_SOURCE DATA_
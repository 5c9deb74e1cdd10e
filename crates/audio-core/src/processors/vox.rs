//! VOX ADPCM processor
//!
//! Per channel: low-cut, pre-filter, and at every latch a VOX encode and
//! decode of the held sample, then post-filter, gain and a second low-cut.
//! The low-cut filters keep DC out of the ADPCM predictor.

use super::{CodecProcessor, build_chain, retune_chain};
use crate::config::EngineConfig;
use crate::error::AudioResult;
use crate::filter::{FilterArena, ResamplingChain};
use crate::types::{AudioBuffer, CodecParameters, ProcessSpec};
use rstelecom_codec_core::codecs::vox::VoxCodec;
use rstelecom_codec_core::utils::{f32_to_pcm16, pcm16_to_f32};
use tracing::debug;

/// Dialogic VOX emulation
#[derive(Debug, Clone)]
pub struct VoxProcessor {
    config: EngineConfig,
    params: CodecParameters,
    chain: Option<ResamplingChain>,
    pre_low_cut: Option<FilterArena>,
    post_low_cut: Option<FilterArena>,
    codecs: Vec<VoxCodec>,
}

impl VoxProcessor {
    /// Create an unprepared processor
    pub fn new(config: &EngineConfig) -> Self {
        Self {
            config: config.clone(),
            params: CodecParameters::default(),
            chain: None,
            pre_low_cut: None,
            post_low_cut: None,
            codecs: Vec::new(),
        }
    }

    /// Codec state of one channel, once prepared
    pub fn channel_codec(&self, channel: usize) -> Option<&VoxCodec> {
        self.codecs.get(channel)
    }
}

impl CodecProcessor for VoxProcessor {
    fn name(&self) -> &'static str {
        "VOX"
    }

    fn prepare(&mut self, spec: &ProcessSpec) -> AudioResult<()> {
        spec.validate()?;
        let chain = build_chain(&self.config, spec, spec.channels, self.params)?;
        let pre_low_cut = FilterArena::low_cut(spec.sample_rate, spec.channels, self.config.low_cut_hz)?;

        debug!(
            "Preparing VOX processor: {} Hz, {} channels, factor {}",
            spec.sample_rate, spec.channels, self.params.downsampling_factor
        );
        self.post_low_cut = Some(pre_low_cut.clone());
        self.pre_low_cut = Some(pre_low_cut);
        self.chain = Some(chain);
        self.codecs = vec![VoxCodec::default(); spec.channels];
        Ok(())
    }

    fn process_block(&mut self, buffer: &mut AudioBuffer) {
        let Self {
            chain: Some(chain),
            pre_low_cut: Some(pre_low_cut),
            post_low_cut: Some(post_low_cut),
            codecs,
            ..
        } = self
        else {
            return;
        };

        for (channel, samples) in buffer.channels_mut().enumerate().take(codecs.len()) {
            let codec = &mut codecs[channel];
            for sample in samples.iter_mut() {
                let input = pre_low_cut.process(channel, *sample);
                let output = chain.process_sample(channel, input, |held| {
                    pcm16_to_f32(codec.round_trip_sample(f32_to_pcm16(held)))
                });
                *sample = post_low_cut.process(channel, output);
            }
        }
    }

    fn reset(&mut self) {
        if let Some(chain) = self.chain.as_mut() {
            chain.reset();
        }
        for filter in [self.pre_low_cut.as_mut(), self.post_low_cut.as_mut()].into_iter().flatten() {
            filter.reset();
        }
        for codec in &mut self.codecs {
            *codec = VoxCodec::default();
        }
    }

    fn parameters(&self) -> CodecParameters {
        self.params
    }

    fn set_parameters(&mut self, params: CodecParameters) {
        let params = params.sanitized();
        self.params = retune_chain(self.name(), self.chain.as_mut(), params);
    }
}

#[cfg(test)]
mod tests {
    use super::*;
    use crate::filter::GainTable;

    fn sine(freq: f32, amplitude: f32, sample_rate: f32, len: usize) -> Vec<f32> {
        (0..len)
            .map(|n| amplitude * (2.0 * std::f32::consts::PI * freq * n as f32 / sample_rate).sin())
            .collect()
    }

    #[test]
    fn test_unprepared_is_passthrough() {
        let mut processor = VoxProcessor::new(&EngineConfig::default());
        let input = sine(440.0, 0.5, 48000.0, 256);
        let mut buffer = AudioBuffer::from_mono(&input);
        processor.process_block(&mut buffer);
        assert_eq!(buffer.channel(0), input.as_slice());
    }

    #[test]
    fn test_silence_stays_quiet() {
        let mut processor = VoxProcessor::new(&EngineConfig::default());
        processor.prepare(&ProcessSpec::stereo_48k()).unwrap();

        let mut buffer = AudioBuffer::new(2, 512);
        for _ in 0..10 {
            processor.process_block(&mut buffer);
        }
        // The decoder idles on the smallest step, never far from zero
        assert!(buffer.peak() < 0.01, "peak {}", buffer.peak());
    }

    #[test]
    fn test_channels_have_own_predictors() {
        let mut processor = VoxProcessor::new(&EngineConfig::default());
        processor.prepare(&ProcessSpec::stereo_48k()).unwrap();

        let mut buffer = AudioBuffer::from_channels(vec![sine(1000.0, 0.5, 48000.0, 512), vec![0.0; 512]]).unwrap();
        processor.process_block(&mut buffer);

        let left = processor.channel_codec(0).unwrap();
        let right = processor.channel_codec(1).unwrap();
        assert_ne!(left.encoder_state(), right.encoder_state());
        assert_eq!(left.encoder_state(), left.decoder_state());
    }

    #[test]
    fn test_reset_restores_power_on_state() {
        let config = EngineConfig::default().with_gain_compensation(GainTable::unity());
        let spec = ProcessSpec::new(8000.0, 1, 256);
        let input = sine(300.0, 0.4, 8000.0, 256);

        let mut fresh = VoxProcessor::new(&config);
        fresh.prepare(&spec).unwrap();
        let mut expected = AudioBuffer::from_mono(&input);
        fresh.process_block(&mut expected);

        let mut used = VoxProcessor::new(&config);
        used.prepare(&spec).unwrap();
        let mut scratch = AudioBuffer::from_mono(&sine(700.0, 0.9, 8000.0, 256));
        used.process_block(&mut scratch);
        used.reset();

        let mut actual = AudioBuffer::from_mono(&input);
        used.process_block(&mut actual);
        assert_eq!(actual, expected);
    }

    #[test]
    fn test_parameters_are_sanitized() {
        let mut processor = VoxProcessor::new(&EngineConfig::default());
        processor.set_parameters(CodecParameters {
            downsampling_factor: 40,
            bitrate_mode: 0,
        });
        assert_eq!(processor.parameters(), CodecParameters::new(8, 1));

        // The stored factor is used by a later prepare
        processor.prepare(&ProcessSpec::stereo_48k()).unwrap();
        assert_eq!(processor.chain.as_ref().unwrap().factor(), 8);
    }

    #[test]
    fn test_extra_channels_pass_through() {
        let mut processor = VoxProcessor::new(&EngineConfig::default());
        processor.prepare(&ProcessSpec::new(48000.0, 1, 128)).unwrap();

        let right = sine(440.0, 0.3, 48000.0, 128);
        let mut buffer = AudioBuffer::from_channels(vec![vec![0.0; 128], right.clone()]).unwrap();
        processor.process_block(&mut buffer);
        assert_eq!(buffer.channel(1), right.as_slice());
    }
}
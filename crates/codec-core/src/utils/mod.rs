//! Utility functions shared by the codec implementations

pub mod conversion;
pub mod validation;

pub use conversion::{f32_to_pcm16, pcm16_to_f32, saturate_i16};
pub use validation::{
    validate_buffer_size, validate_encoded_frame, validate_frame_size, validate_samples,
};
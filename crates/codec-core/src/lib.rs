//! # Codec-Core: Bit-Exact Legacy Telephony Codecs
//!
//! This library provides fixed-point implementations of the narrowband
//! codecs found on legacy telephone networks and voice-mail systems. Each
//! codec is exposed twice: as a sample- or frame-level state machine that a
//! real-time audio loop can drive without allocating, and through the
//! frame-level [`AudioCodec`] trait for offline use.
//!
//! ## Features
//!
//! - **VOX**: Dialogic 4-bit ADPCM with 12-bit predictor
//! - **G.711 (PCMU/PCMA)**: μ-law and A-law segment companders, table-driven
//!   with arithmetic reference forms
//! - **GSM 06.10**: full-rate RPE-LTP, 160 samples into 33-byte frames
//!
//! ## Usage
//!
//! ```rust
//! use rstelecom_codec_core::{CodecConfig, CodecFactory};
//!
//! // Create a GSM 06.10 codec
//! let config = CodecConfig::gsm();
//! let mut codec = CodecFactory::create(config)?;
//!
//! // Encode audio samples
//! let samples = vec![0i16; 160]; // 20ms at 8kHz
//! let encoded = codec.encode(&samples)?;
//! assert_eq!(encoded.len(), 33);
//!
//! // Decode back to samples
//! let decoded = codec.decode(&encoded)?;
//! assert_eq!(decoded.len(), 160);
//! # Ok::<(), Box<dyn std::error::Error>>(())
//! ```
//!
//! ## Feature Flags
//!
//! - `vox`: Dialogic VOX ADPCM (enabled by default)
//! - `g711`: G.711 μ-law/A-law companders (enabled by default)
//! - `gsm`: GSM 06.10 full rate (enabled by default)

#![deny(missing_docs)]
#![warn(clippy::all)]
#![allow(clippy::module_name_repetitions)]

pub mod codecs;
pub mod error;
pub mod types;
pub mod utils;

// Re-export commonly used types and traits
pub use codecs::CodecFactory;
pub use error::{CodecError, Result};
pub use types::{AudioCodec, CodecConfig, CodecInfo, CodecType, SampleRate};

/// Version information for the codec library
pub const VERSION: &str = env!("CARGO_PKG_VERSION");

/// Supported codec types
pub const SUPPORTED_CODECS: &[&str] = &[
    #[cfg(feature = "vox")]
    "VOX",
    #[cfg(feature = "g711")]
    "PCMU",
    #[cfg(feature = "g711")]
    "PCMA",
    #[cfg(feature = "gsm")]
    "GSM",
];

/// Initialize the codec library
///
/// Installs a `tracing` subscriber if none is set yet and logs the build
/// configuration. It's safe to call multiple times.
///
/// # Errors
///
/// Currently infallible; the `Result` keeps room for codec backends that
/// need runtime setup.
pub fn init() -> Result<()> {
    // Initialize logging if not already done
    let _ = tracing_subscriber::fmt::try_init();

    tracing::info!("Codec-Core v{} initialized", VERSION);
    tracing::info!("Supported codecs: {:?}", SUPPORTED_CODECS);

    Ok(())
}

/// Get library information
pub fn info() -> LibraryInfo {
    LibraryInfo {
        version: VERSION,
        supported_codecs: SUPPORTED_CODECS.to_vec(),
    }
}

/// Library information structure
#[derive(Debug, Clone)]
pub struct LibraryInfo {
    /// Library version
    pub version: &'static str,
    /// List of supported codec names
    pub supported_codecs: Vec<&'static str>,
}
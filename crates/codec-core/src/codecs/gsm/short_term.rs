//! Short-term analysis and synthesis filtering (section 4.2.8 to 4.2.10, 4.3.2)
//!
//! The coded LARs are decoded and interpolated with the previous frame's
//! LARs over four segments of the frame, converted back to reflection
//! coefficients and applied through an 8-stage lattice.

use super::basic_ops::{add, mult_r, sub, MAX_WORD, MIN_WORD};
use super::state::GSM_FRAME_SAMPLES;
use super::tables::{GSM_B, GSM_INVA, GSM_MIC};

/// Interpolation segments of a frame as `(start, end)` sample ranges
pub const SEGMENTS: [(usize, usize); 4] = [(0, 13), (13, 27), (27, 40), (40, GSM_FRAME_SAMPLES)];

/// Decode coded LARs back to the LAR domain
pub fn decode_lars(larc: &[u8; 8]) -> [i16; 8] {
    std::array::from_fn(|i| {
        let temp = add(i16::from(larc[i]), GSM_MIC[i]) << 10;
        let temp = sub(temp, GSM_B[i] << 1);
        let temp = mult_r(GSM_INVA[i], temp);
        add(temp, temp)
    })
}

/// Interpolate LARs between the previous and current frame for a segment
pub fn interpolate(previous: &[i16; 8], current: &[i16; 8], segment: usize) -> [i16; 8] {
    std::array::from_fn(|i| {
        let (p, c) = (previous[i], current[i]);
        match segment {
            0 => add(add(p >> 2, c >> 2), p >> 1),
            1 => add(p >> 1, c >> 1),
            2 => add(add(p >> 2, c >> 2), c >> 1),
            _ => c,
        }
    })
}

/// Convert interpolated LARs to reflection coefficients
pub fn lars_to_reflection(larp: &[i16; 8]) -> [i16; 8] {
    std::array::from_fn(|i| {
        let lar = larp[i];
        let temp = if lar == MIN_WORD { MAX_WORD } else { lar.abs() };

        let rp = if temp < 11059 {
            temp << 1
        } else if temp < 20070 {
            temp + 11059
        } else {
            add(temp >> 2, 26112)
        };

        if lar < 0 { -rp } else { rp }
    })
}

/// Short-term analysis filter, in place over one frame
pub fn short_term_analysis(
    u: &mut [i16; 8],
    previous: &[i16; 8],
    current: &[i16; 8],
    s: &mut [i16; GSM_FRAME_SAMPLES],
) {
    for (segment, &(start, end)) in SEGMENTS.iter().enumerate() {
        let rp = lars_to_reflection(&interpolate(previous, current, segment));

        for sample in &mut s[start..end] {
            let mut di = *sample;
            let mut sav = di;

            for (ui, &rpi) in u.iter_mut().zip(&rp) {
                let previous_u = *ui;
                *ui = sav;
                sav = add(previous_u, mult_r(rpi, di));
                di = add(di, mult_r(rpi, previous_u));
            }

            *sample = di;
        }
    }
}

/// Short-term synthesis filter from residual `wt` into `sr`
pub fn short_term_synthesis(
    v: &mut [i16; 9],
    previous: &[i16; 8],
    current: &[i16; 8],
    wt: &[i16; GSM_FRAME_SAMPLES],
    sr: &mut [i16; GSM_FRAME_SAMPLES],
) {
    for (segment, &(start, end)) in SEGMENTS.iter().enumerate() {
        let rrp = lars_to_reflection(&interpolate(previous, current, segment));

        for k in start..end {
            let mut sri = wt[k];
            for i in (0..8).rev() {
                sri = sub(sri, mult_r(rrp[i], v[i]));
                v[i + 1] = add(v[i], mult_r(rrp[i], sri));
            }
            v[0] = sri;
            sr[k] = sri;
        }
    }
}
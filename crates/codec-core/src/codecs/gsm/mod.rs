//! GSM 06.10 Full-Rate Speech Codec
//!
//! Regular pulse excitation with long-term prediction (RPE-LTP), coding
//! 160 samples of 13-bit PCM at 8 kHz into 260 bits (a 33-byte frame with a
//! 4-bit magic nibble). The implementation is bit-exact fixed-point:
//!
//! - `basic_ops`: saturating word arithmetic
//! - `preprocess`: offset compensation and preemphasis
//! - `lpc`: autocorrelation, Schur recursion, LAR quantization
//! - `short_term`: LAR interpolation and lattice filters
//! - `long_term`: LTP lag and gain search, LTP synthesis
//! - `rpe`: weighting filter, grid selection, APCM quantization
//! - `frame`: parameter set and bit layout
//!
//! [`GsmEncoder`] and [`GsmDecoder`] work one frame at a time without
//! allocating; [`Gsm610Codec`] wraps both in the
//! [`AudioCodec`](crate::types::AudioCodec) interface.

pub mod basic_ops;
pub mod codec;
pub mod decoder;
pub mod encoder;
pub mod frame;
pub mod long_term;
pub mod lpc;
pub mod preprocess;
pub mod rpe;
pub mod short_term;
pub mod state;
pub mod tables;

#[cfg(test)]
mod tests;

pub use codec::Gsm610Codec;
pub use decoder::GsmDecoder;
pub use encoder::GsmEncoder;
pub use frame::{GSM_FRAME_BYTES, GSM_MAGIC, GsmFrameParams, SubframeParams};
pub use state::GSM_FRAME_SAMPLES;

_YOUR ASSIGNMENT_
Each line above that contains the word "point" must be copied.

_FINISHED EXERCISE_
//! This library provides fixed-point implementations of the narrowband
//! 4-bit magic nibble). The implementation is bit-exact fixed-point:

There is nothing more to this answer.